Production 2007

workdir: /afs/cern.ch/sw/arda/install/su3

Contest

Goal: who produces the largest number of iterations (SU3 steps) wins

Prize: to be specified

*Clike here for current score - live!*

Please follow the following rules:

  1. use seeds from your own range.
  2. do the seeds in sequence: s, s+1, s+2, ...
  3. do not repeat the same seed
  4. remember that jobs are sitting in the worker node forever (until they get killed). do not submit 1000 seeds at the same time!

person seed range
Patricia 1001-2000
Andrew 2001 - 3000
Massimo 3001 - 4000
Kuba 4001 - 5000

run instructions

This submits, given the seed, one master job split in 21 ("beta") subjobs.

$ cd /afs/cern.ch/sw/arda/install/su3
$ /afs/cern.ch/sw/ganga/install/4.3.6/bin/ganga
In [1]: execfile('su3helper.py')
In [2]: j = make_su3_job(seed)
In [3]: j.backend=LSF() # or LCG()
In [4]: j.submit()

make_su3_job takes an additional (optional) argument which specifies the desired processing interval (calibration). By default it is set to 1hour (3600s) and probably should not be changed. If you want to play however, then type help(make_su3_job).

Meeting with Philippe 02.07.2007

Application takes a snapshot of the space ( fort.0 1.2MB file) and transforms it into another snapshot. The parameters of the transformation:

  • beta - corresponds to a temperature
  • seed - see tape manu/tape auto parameter
  • ntraj - number of iterations to be performed

If the "tape auto" mode is set then the seed is read/stored automatically in the snapshot files so the runs may be repeated one after another and they form a single chain of transformations. In that case 1 run of the executable with ntraj=N is equivalent to N runs of the executable with ntraj=1 (so the granularity of a run may be adjusted accordingly).

If the "tape manu" mode is set then the seed is read from the input file (and not from the input snapshot file).

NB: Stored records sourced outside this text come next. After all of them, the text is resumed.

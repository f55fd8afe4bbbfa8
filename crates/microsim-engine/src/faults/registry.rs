use crate::FaultError;
use crate::faults::{SharedFault, SharedFaultKind};
use crate::route::FaultSpec;
use std::collections::BTreeMap;

#[derive(Clone, Default)]
pub struct FaultRegistry {
    kinds: BTreeMap<String, SharedFaultKind>,
}

impl FaultRegistry {
    pub fn new() -> Self {
        Self::default()
    }

    pub fn register_kind(
        &mut self,
        kind: impl Into<String>,
        decoder: SharedFaultKind,
    ) -> Option<SharedFaultKind> {
        self.kinds.insert(kind.into(), decoder)
    }

    pub fn kinds(&self) -> impl Iterator<Item = &str> {
        self.kinds.keys().map(String::as_str)
    }

    pub fn decode(&self, spec: &FaultSpec) -> Result<SharedFault, FaultError> {
        if spec.kind.is_empty() {
            return Err(FaultError::Undefined);
        }
        let decoder = self
            .kinds
            .get(&spec.kind)
            .ok_or_else(|| FaultError::NotImplemented(spec.kind.clone()))?;
        decoder.decode(&spec.args)
    }

    pub fn decode_all(&self, specs: &[FaultSpec]) -> Result<Vec<SharedFault>, FaultError> {
        specs.iter().map(|spec| self.decode(spec)).collect()
    }
}

impl std::fmt::Debug for FaultRegistry {
    fn fmt(&self, f: &mut std::fmt::Formatter<'_>) -> std::fmt::Result {
        f.debug_struct("FaultRegistry")
            .field("kinds", &self.kinds.keys().collect::<Vec<_>>())
            .finish()
    }
}
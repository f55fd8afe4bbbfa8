use crate::SimError;
use crate::topology::ServiceTopology;

/// Designations starting with this are already network addresses.
pub const ADDRESS_SCHEME_PREFIX: &str = "http";

pub fn is_address(designation: &str) -> bool {
    designation.starts_with(ADDRESS_SCHEME_PREFIX)
}

pub fn try_resolve(name: &str, topology: &ServiceTopology) -> Result<String, SimError> {
    if is_address(name) {
        return Ok(name.to_string());
    }
    topology
        .lookup(name)
        .map(str::to_string)
        .ok_or_else(|| SimError::ResolutionMiss(name.to_string()))
}

/// Maps a symbolic service name to its endpoint. A miss is logged and the
/// name is returned unchanged; one bad branch must not abort a round.
pub fn resolve(name: &str, topology: &ServiceTopology) -> String {
    match try_resolve(name, topology) {
        Ok(address) => address,
        Err(error) => {
            tracing::warn!(
                designation = name,
                lookup_key = %topology.lookup_key(name),
                topology_id = %topology.topology_id,
                %error,
                "leaving designation unresolved"
            );
            name.to_string()
        }
    }
}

Starting from a single mother snapshot file, we can perform transformation for each beta parameter independently. There are around 20 predefined beta parameters so we may have 20 independent parallel computing "streams". Note: in the analysis step (done later by the researcher) the results of a few first iterations will be discarded (a process of stabilization). But this is not important for the execution of the application.

Starting a job on the worker node, we will use the first few iterations as a benchmark, and we will adjust the ntraj parameter accordingly (to balance the rate of generation of the output files). Each time when the executable run is finished, we will send the output files back (and also the snapshot file). In case the job is killed by the batch system, we only loose the last ntraj iterations.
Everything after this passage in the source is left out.